Day 26 : Have you ever thought about giving up on life? If so, when and why?
Having a family history of mental illness is never something that you want to share with anyone. Unfortunately, I have mental illness on both sides of my family, so it’s not really taboo to say that I’ve been diagnosed with Major Depression and that I used to fixate on suicidal thoughts.
I have already spoken about my suicidal fixations, so I’m going to talk about quite literally when I thought about giving up on life.
That’s right – just stop caring and let everything fall where it may.
This happened right after this event last summer. Just a warning – it’s a rather intense topic and if you’re under 18, please don’t click that link.

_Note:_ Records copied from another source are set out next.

//! Structured logging schema and subscriber setup.
//!
//! All crates use these constants for consistent structured logging fields.
//!
//! ## Log Level Contract
//!
//! | Level | Usage |
//! |-------|-------|
//! | ERROR | Broken invariant, should never happen |
//! | WARN  | Attachment-local failure (load, conversion), collection unaffected |
//! | INFO  | Lifecycle events (attach, remove, clear, reload) |
//! | DEBUG | Decision points (converter selection, stale result dropped) |
//! | TRACE | Per-part detail (output sizes, rendered pages) |

use tracing_subscriber::EnvFilter;

// ============================================================================
// IDENTITY FIELDS
// ============================================================================

/// Attachment UUID being operated on.
pub const ATTACHMENT_ID: &str = "attachment_id";

/// Component within the pipeline.
/// Values: "loader", "catalog", "executor", "manager"
pub const COMPONENT: &str = "component";

/// Logical operation name.
/// Examples: "load", "convert", "move", "inline"
pub const OPERATION: &str = "op";

// ============================================================================
// ENTITY FIELDS
// ============================================================================

/// Source media family ("text", "file", "url").
pub const SOURCE_MEDIA: &str = "source_media";

/// Converter type tag.
pub const CONVERTER: &str = "converter";

/// Mime type of a loaded input.
pub const MIME_TYPE: &str = "mime_type";

// ============================================================================
// MEASUREMENT FIELDS
// ============================================================================

/// Byte size of a loaded input.
pub const DATA_SIZE: &str = "data_size";

/// Number of output parts produced.
pub const OUTPUT_COUNT: &str = "output_count";

/// Wall-clock duration in milliseconds.
pub const DURATION_MS: &str = "duration_ms";

// ============================================================================
// OUTCOME FIELDS
// ============================================================================

/// Error message when an operation fails.
pub const ERROR_MSG: &str = "error";

/// Install a formatting subscriber filtered by `RUST_LOG` (default `info`).
///
/// Safe to call more than once; later calls are no-ops.
pub fn init_tracing() {
    let filter = EnvFilter::try_from_default_env().unwrap_or_else(|_| EnvFilter::new("info"));
    let _ = tracing_subscriber::fmt()
        .with_env_filter(filter)
        .with_target(true)
        .try_init();
}

#[cfg(test)]
mod tests {
    use super::*;

    #[test]
    fn test_init_tracing_is_idempotent() {
        init_tracing();
        init_tracing();
    }

    #[test]
    fn test_field_names_are_snake_case() {
        for field in [
            ATTACHMENT_ID,
            COMPONENT,
            OPERATION,
            SOURCE_MEDIA,
            CONVERTER,
            MIME_TYPE,
            DATA_SIZE,
            OUTPUT_COUNT,
            DURATION_MS,
            ERROR_MSG,
        ] {
            assert!(field
                .chars()
                .all(|c| c.is_ascii_lowercase() || c == '_'));
        }
    }
}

Lets just say that it broke my heart many times over and I stopped caring. I stopped showering. I stopped caring about what I ate and would consume vast amounts of really terrible comfort foods. I would live in my pajamas and never leave the house.
I couldn’t. My heart broke every time that I went outside because there would be children everywhere I went. Even grocery shopping was too much for me because I’d see the baby products.
I would get mail from the various clubs that I’d subscribed to with free products. Every time I received one of these packages, my heart sank to the floor and I gave up again.
I stopped being able to care for myself. I stopped caring about caring for myself. I gave up.
Even now, I’m really trying not to focus on what I went through over the past year and how much it still kills me. I’m trying every day not to give up and to try to grasp on to the idea of living.
While I’ll never stop loving what I lost, I’m ready to move on now.